Lo que vino fue una escueta conversación en la que Carmen les pidió ayuda para abordar a su hija. Decidieron que su madre hablaría con el sacerdote Joannon para que juntos vieran la forma de hacerlo:
-Mi madre regresó de la conversación con Gerardo muy afectada. Me contó que el cura le había dicho que no me hiciera caso, que yo en esa época era una mocosa inmadura y que él nunca iba a decir nada. Fue muy fuerte para mi mamá.

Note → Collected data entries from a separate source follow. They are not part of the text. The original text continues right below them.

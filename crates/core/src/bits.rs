//! Bit vector storage and MSB-first byte packing

use crate::{CoreError, Result};
use serde::{Serialize, Serializer};
use std::fmt;
use std::ops::Index;

const BLOCK_BITS: usize = u64::BITS as usize;

/// Ordered, index-addressable sequence of bits.
///
/// Bits are packed into `u64` blocks. Bit 0 of a vector built with
/// [`BitVector::from_bytes`] is the most significant bit of the first byte.
///
/// Unused bits in the last block are always zero, so derived equality and
/// hashing only see the logical contents.
#[derive(Debug, Clone, Default, PartialEq, Eq, Hash)]
pub struct BitVector {
    blocks: Vec<u64>,
    len: usize,
}

impl BitVector {
    /// Create an empty bit vector
    pub fn new() -> Self {
        Self::default()
    }

    /// Create an empty bit vector with room for `bits` bits
    pub fn with_capacity(bits: usize) -> Self {
        Self {
            blocks: Vec::with_capacity(bits.div_ceil(BLOCK_BITS)),
            len: 0,
        }
    }

    /// Create a vector of `len` cleared bits
    pub fn zeros(len: usize) -> Self {
        Self {
            blocks: vec![0; len.div_ceil(BLOCK_BITS)],
            len,
        }
    }

    /// Unpack bytes into bits, most significant bit of each byte first
    pub fn from_bytes(bytes: &[u8]) -> Self {
        let mut bits = Self::with_capacity(bytes.len() * 8);
        for &byte in bytes {
            for shift in (0..8).rev() {
                bits.push((byte >> shift) & 1 == 1);
            }
        }
        bits
    }

    /// Number of bits
    pub fn len(&self) -> usize {
        self.len
    }

    /// Check if the vector holds no bits
    pub fn is_empty(&self) -> bool {
        self.len == 0
    }

    /// Read the bit at `index`.
    ///
    /// # Panics
    /// Panics if `index >= len()`.
    pub fn get(&self, index: usize) -> bool {
        self.check_index(index);
        let (block, mask) = Self::locate(index);
        self.blocks[block] & mask != 0
    }

    /// Write the bit at `index`.
    ///
    /// # Panics
    /// Panics if `index >= len()`.
    pub fn set(&mut self, index: usize, value: bool) {
        self.check_index(index);
        let (block, mask) = Self::locate(index);
        if value {
            self.blocks[block] |= mask;
        } else {
            self.blocks[block] &= !mask;
        }
    }

    /// Invert the bit at `index`.
    ///
    /// # Panics
    /// Panics if `index >= len()`.
    pub fn flip(&mut self, index: usize) {
        self.check_index(index);
        let (block, mask) = Self::locate(index);
        self.blocks[block] ^= mask;
    }

    /// Invert the bit at `index`, or report an out-of-range index
    pub fn try_flip(&mut self, index: usize) -> Result<()> {
        if index >= self.len {
            return Err(CoreError::IndexOutOfRange {
                index,
                len: self.len,
            });
        }
        self.flip(index);
        Ok(())
    }

    /// Append a bit
    pub fn push(&mut self, value: bool) {
        let (block, mask) = Self::locate(self.len);
        if block == self.blocks.len() {
            self.blocks.push(0);
        }
        if value {
            self.blocks[block] |= mask;
        }
        self.len += 1;
    }

    /// Iterate over the bits in order
    pub fn iter(&self) -> Iter<'_> {
        Iter {
            bits: self,
            pos: 0,
        }
    }

    /// Number of set bits
    pub fn count_ones(&self) -> usize {
        self.blocks.iter().map(|b| b.count_ones() as usize).sum()
    }

    /// Number of positions where `self` and `other` differ.
    ///
    /// Bits past the shorter vector's end count as differences.
    pub fn hamming_distance(&self, other: &BitVector) -> usize {
        if self.len == other.len {
            return self
                .blocks
                .iter()
                .zip(other.blocks.iter())
                .map(|(a, b)| (a ^ b).count_ones() as usize)
                .sum();
        }
        let differing = self.iter().zip(other.iter()).filter(|(a, b)| a != b).count();
        differing + self.len.abs_diff(other.len)
    }

    /// Pack bits into bytes, MSB-first.
    ///
    /// A trailing partial byte is left-aligned and zero-filled.
    pub fn to_bytes(&self) -> Vec<u8> {
        let mut bytes = Vec::with_capacity(self.len.div_ceil(8));
        let mut current = 0u8;
        let mut filled = 0;
        for bit in self.iter() {
            current |= u8::from(bit) << (7 - filled);
            filled += 1;
            if filled == 8 {
                bytes.push(current);
                current = 0;
                filled = 0;
            }
        }
        if filled > 0 {
            bytes.push(current);
        }
        bytes
    }

    fn locate(index: usize) -> (usize, u64) {
        (index / BLOCK_BITS, 1u64 << (index % BLOCK_BITS))
    }

    fn check_index(&self, index: usize) {
        assert!(
            index < self.len,
            "bit index {} out of range for length {}",
            index,
            self.len
        );
    }
}

impl Index<usize> for BitVector {
    type Output = bool;

    fn index(&self, index: usize) -> &Self::Output {
        if self.get(index) {
            &true
        } else {
            &false
        }
    }
}

impl FromIterator<bool> for BitVector {
    fn from_iter<I: IntoIterator<Item = bool>>(iter: I) -> Self {
        let mut bits = BitVector::new();
        bits.extend(iter);
        bits
    }
}

impl Extend<bool> for BitVector {
    fn extend<I: IntoIterator<Item = bool>>(&mut self, iter: I) {
        for bit in iter {
            self.push(bit);
        }
    }
}

impl<'a> IntoIterator for &'a BitVector {
    type Item = bool;
    type IntoIter = Iter<'a>;

    fn into_iter(self) -> Self::IntoIter {
        self.iter()
    }
}

/// Renders as ASCII `0`/`1`, index 0 first
impl fmt::Display for BitVector {
    fn fmt(&self, f: &mut fmt::Formatter<'_>) -> fmt::Result {
        for bit in self.iter() {
            f.write_str(if bit { "1" } else { "0" })?;
        }
        Ok(())
    }
}

impl Serialize for BitVector {
    fn serialize<S: Serializer>(&self, serializer: S) -> std::result::Result<S::Ok, S::Error> {
        serializer.collect_str(self)
    }
}

/// Iterator over the bits of a [`BitVector`]
#[derive(Debug, Clone)]
pub struct Iter<'a> {
    bits: &'a BitVector,
    pos: usize,
}

impl Iterator for Iter<'_> {
    type Item = bool;

    fn next(&mut self) -> Option<bool> {
        if self.pos >= self.bits.len {
            return None;
        }
        let bit = self.bits.get(self.pos);
        self.pos += 1;
        Some(bit)
    }

    fn size_hint(&self) -> (usize, Option<usize>) {
        let remaining = self.bits.len - self.pos;
        (remaining, Some(remaining))
    }
}

impl ExactSizeIterator for Iter<'_> {}
//! Source text loading

use anyhow::{Context, Result};
use std::io::ErrorKind;
use std::path::{Path, PathBuf};
use tracing::{info, warn};

use crate::config::{SimConfig, DEFAULT_INPUT_CANDIDATES};

/// Input source for the simulation
#[derive(Debug, Clone, PartialEq, Eq)]
pub enum InputSource {
    Text(String),
    /// Files tried in order; the first one that exists is used
    Files(Vec<PathBuf>),
}

impl InputSource {
    /// Input source selected by the configuration
    pub fn from_config(config: &SimConfig) -> Self {
        if let Some(text) = &config.text {
            InputSource::Text(text.clone())
        } else if let Some(path) = &config.input {
            InputSource::Files(vec![path.clone()])
        } else {
            InputSource::Files(DEFAULT_INPUT_CANDIDATES.iter().map(PathBuf::from).collect())
        }
    }

    /// Read the source bytes.
    ///
    /// Missing files fall through to the next candidate; when none exists
    /// the text is empty.
    pub fn load(&self) -> Result<Vec<u8>> {
        match self {
            InputSource::Text(text) => Ok(text.as_bytes().to_vec()),
            InputSource::Files(candidates) => {
                for path in candidates {
                    if let Some(line) = read_first_line(path)? {
                        info!("Read {} bytes from {:?}", line.len(), path);
                        return Ok(line);
                    }
                }
                warn!("No input file found among {:?}, using empty text", candidates);
                Ok(Vec::new())
            }
        }
    }
}

/// First line of a file without its terminator, or `None` if the file does
/// not exist
pub fn read_first_line(path: &Path) -> Result<Option<Vec<u8>>> {
    let content = match std::fs::read(path) {
        Ok(content) => content,
        Err(e) if e.kind() == ErrorKind::NotFound => return Ok(None),
        Err(e) => return Err(e).with_context(|| format!("Failed to read input file: {:?}", path)),
    };

    let mut line = match content.iter().position(|&b| b == b'\n') {
        Some(end) => content[..end].to_vec(),
        None => content,
    };
    if line.last() == Some(&b'\r') {
        line.pop();
    }
    Ok(Some(line))
}
//! Noisy channel simulation by random bit flips

use crate::frame::EncodedMessage;
use hamcode_core::bits::BitVector;
use rand::Rng;
use serde::{Deserialize, Serialize};
use tracing::info;

/// How many bits the channel flips per word
#[derive(Debug, Clone, Copy, PartialEq, Eq, Default, Serialize, Deserialize)]
#[serde(tag = "mode", rename_all = "snake_case")]
pub enum NoiseModel {
    /// Clean channel
    #[default]
    None,
    /// Each word gets one flip with probability 1/2
    SingleBit,
    /// Each word gets a uniform count in `[0, max_errors]` of flips at
    /// independent, possibly repeated positions
    MultiBit { max_errors: usize },
}

/// What the injector did to a message
#[derive(Debug, Clone, Default, PartialEq, Eq, Serialize)]
pub struct InjectionReport {
    /// Words that received at least one flip
    pub disturbed_words: usize,
    /// Flips applied across all words
    pub total_flips: usize,
    /// Flipped positions per word, in application order
    pub flips: Vec<Vec<usize>>,
}

/// Flips bits of encoded words according to a [`NoiseModel`]
#[derive(Debug, Clone, Copy)]
pub struct ErrorInjector {
    model: NoiseModel,
}

impl ErrorInjector {
    /// Create an injector for the given model
    pub fn new(model: NoiseModel) -> Self {
        Self { model }
    }

    /// Noise model in use
    pub fn model(&self) -> NoiseModel {
        self.model
    }

    /// Flip bits of one word, returning the positions flipped.
    ///
    /// Positions are drawn from `[0, word.len())`, control slots included.
    pub fn inject_word<R: Rng + ?Sized>(&self, word: &mut BitVector, rng: &mut R) -> Vec<usize> {
        if word.is_empty() {
            return Vec::new();
        }

        let count = match self.model {
            NoiseModel::None => 0,
            NoiseModel::SingleBit => usize::from(rng.gen_bool(0.5)),
            NoiseModel::MultiBit { max_errors } => rng.gen_range(0..=max_errors),
        };

        let mut flipped = Vec::with_capacity(count.min(word.len()));
        for _ in 0..count {
            let pos = rng.gen_range(0..word.len());
            word.flip(pos);
            flipped.push(pos);
        }
        flipped
    }

    /// Flip bits of every word in place
    pub fn inject<R: Rng + ?Sized>(&self, message: &mut EncodedMessage, rng: &mut R) -> InjectionReport {
        let mut report = InjectionReport {
            flips: Vec::with_capacity(message.len()),
            ..Default::default()
        };

        for word in message.words_mut() {
            let flipped = self.inject_word(word, rng);
            if !flipped.is_empty() {
                report.disturbed_words += 1;
            }
            report.total_flips += flipped.len();
            report.flips.push(flipped);
        }

        info!(
            "Injected {} bit errors into {} of {} words",
            report.total_flips,
            report.disturbed_words,
            message.len()
        );
        report
    }
}
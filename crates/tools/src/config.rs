//! Configuration management for the channel simulator

use anyhow::{Context, Result};
use clap::{Args, ValueEnum};
use hamcode_frame::channel::NoiseModel;
use hamcode_frame::layout::ControlPositions;
use serde::{Deserialize, Serialize};
use std::path::{Path, PathBuf};

use crate::common::{load_config, save_config};

/// Payload bits per word used when nothing else is configured
pub const DEFAULT_PAYLOAD_WIDTH: usize = 43;

/// Where the source text comes from when no file is named
pub const DEFAULT_INPUT_CANDIDATES: [&str; 2] = ["data.txt", "../data.txt"];

/// Channel behaviour between encoder and decoder
#[derive(Debug, Clone, Copy, Default, PartialEq, Eq, Serialize, Deserialize, ValueEnum)]
#[serde(rename_all = "snake_case")]
pub enum SimMode {
    /// No errors
    #[default]
    None,
    /// At most one error per word
    Single,
    /// Up to `max_errors` errors per word
    Multi,
}

/// Simulator configuration
#[derive(Debug, Clone, PartialEq, Eq, Serialize, Deserialize)]
#[serde(default)]
pub struct SimConfig {
    pub payload_width: usize,
    pub mode: SimMode,
    pub max_errors: Option<usize>,
    pub seed: Option<u64>,
    /// Literal text, takes precedence over `input`
    pub text: Option<String>,
    /// Text file; the first line is used
    pub input: Option<PathBuf>,
    pub json: bool,
}

impl Default for SimConfig {
    fn default() -> Self {
        Self {
            payload_width: DEFAULT_PAYLOAD_WIDTH,
            mode: SimMode::None,
            max_errors: None,
            seed: None,
            text: None,
            input: None,
            json: false,
        }
    }
}

/// Command line overrides for [`SimConfig`]
#[derive(Debug, Clone, Default, Args)]
pub struct SimArgs {
    /// Configuration file (TOML or JSON)
    #[arg(long)]
    pub config: Option<PathBuf>,

    /// Payload bits per word
    #[arg(short = 'w', long)]
    pub width: Option<usize>,

    /// Channel error mode
    #[arg(short, long, value_enum)]
    pub mode: Option<SimMode>,

    /// Maximum errors per word in multi mode
    #[arg(long)]
    pub max_errors: Option<usize>,

    /// Seed for the error injector
    #[arg(long)]
    pub seed: Option<u64>,

    /// Text to encode instead of reading a file
    #[arg(short, long, conflicts_with = "input")]
    pub text: Option<String>,

    /// Input text file (first line is used)
    #[arg(short, long)]
    pub input: Option<PathBuf>,

    /// Print the report as JSON
    #[arg(long)]
    pub json: bool,
}

impl SimConfig {
    /// Build configuration from a file named in the arguments, if any,
    /// with command line values taking precedence
    pub fn from_args(args: &SimArgs) -> Result<Self> {
        let mut config = match &args.config {
            Some(path) => Self::from_file(path)?,
            None => Self::default(),
        };
        config.apply_args(args);
        config.validate()?;
        Ok(config)
    }

    /// Overlay every value given on the command line
    pub fn apply_args(&mut self, args: &SimArgs) {
        if let Some(width) = args.width {
            self.payload_width = width;
        }
        if let Some(mode) = args.mode {
            self.mode = mode;
        }
        if args.max_errors.is_some() {
            self.max_errors = args.max_errors;
        }
        if args.seed.is_some() {
            self.seed = args.seed;
        }
        if let Some(text) = &args.text {
            self.text = Some(text.clone());
            self.input = None;
        }
        if let Some(input) = &args.input {
            self.input = Some(input.clone());
            self.text = None;
        }
        self.json |= args.json;
    }

    /// Check value ranges and combinations
    pub fn validate(&self) -> Result<()> {
        if self.payload_width == 0 {
            anyhow::bail!("Payload width must be greater than 0");
        }
        if self.mode == SimMode::Multi {
            let max_errors = self
                .max_errors
                .context("Multi mode requires --max-errors")?;
            let word_len = ControlPositions::new(self.payload_width)?.word_len();
            if max_errors > word_len {
                anyhow::bail!(
                    "Maximum errors per word ({}) exceeds the word length ({})",
                    max_errors,
                    word_len
                );
            }
        }
        Ok(())
    }

    /// Noise model for the configured mode
    pub fn noise_model(&self) -> Result<NoiseModel> {
        Ok(match self.mode {
            SimMode::None => NoiseModel::None,
            SimMode::Single => NoiseModel::SingleBit,
            SimMode::Multi => NoiseModel::MultiBit {
                max_errors: self
                    .max_errors
                    .context("Multi mode requires a maximum error count")?,
            },
        })
    }

    /// Load configuration from a TOML or JSON file
    pub fn from_file(path: &Path) -> Result<Self> {
        load_config(path).with_context(|| format!("Invalid simulator config {:?}", path))
    }

    /// Save configuration to a TOML or JSON file
    pub fn save_to_file(&self, path: &Path) -> Result<()> {
        save_config(self, path)
    }
}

Al conocer el resultado de la conversación de su madre con Joannon, Carmen partió a la casa del cura. Entonces el sacerdote vivía en una casa que su congregación tenía en calle Larraín Gandarillas:
-Gerardo me hizo pasar y se sentó. De inmediato empezó a dar explicaciones. Yo lo paré: “Vengo sólo a preguntarte con toda humildad, porque quiero saber la verdad y no deseo hacerte daño, necesito saber, quién tiene a mi hija. Lo necesito para reparar mi dolor”. “¡Y yo qué sé! ¿Por qué me preguntas a mi?”, fue su respuesta. Le dije entonces que lo sabía todo, que el doctor Carlos Casar le había entregado la niña recién nacida en sus manos… “Mira, tú no tenías ninguna posibilidad de criar a esa niñita, era absolutamente imposible… Y de todas maneras, no hay ningún papel en que conste que yo participé en eso. Haz lo que quieras”. Y pese a todas mis suplicas, de ahí no lo saqué. Fue muy déspota.
Ella salió de la casa de Larraín Gandarillas destruida, derrotada. Nunca esperó que un sacerdote, que además había sido su guía espiritual, le respondiera de esa manera. Que le siguiera ocultando la verdad
Cuando su hija dio a luz, Carmen esperó un tiempo prudente y fue a su encuentro. La joven fue muy amable y a la vez muy fría. Le agradeció que la hubiera contactado y acto seguido le dijo que estaba muy bien con los padres que tenía, y que si algún día ella así lo quisiera, la volvería a contactar. De aquel encuentro han pasado ya nueve años…
La vida de Carmen tuvo un vuelco brutal. No hubo más duelo por la muerte de su hija, pero algo parecido fue lo que resintió. Ya no habría más búsqueda. Sólo espera. La vida de sus padres también sufrió un vuelco:
-Mi madre empezó a decaer hasta que enfermó. Sus miembros se empezaron a atrofiar, se le torcieron los pies y los brazos. Luego a mi padre se le rompió un aneurisma y se murió. A partir de ahí mi madre pasó mucho tiempo en cama, no podía hablar y tenía todo su cuerpo atrofiado. Y el cura Gerardo sigue allí. Incólume.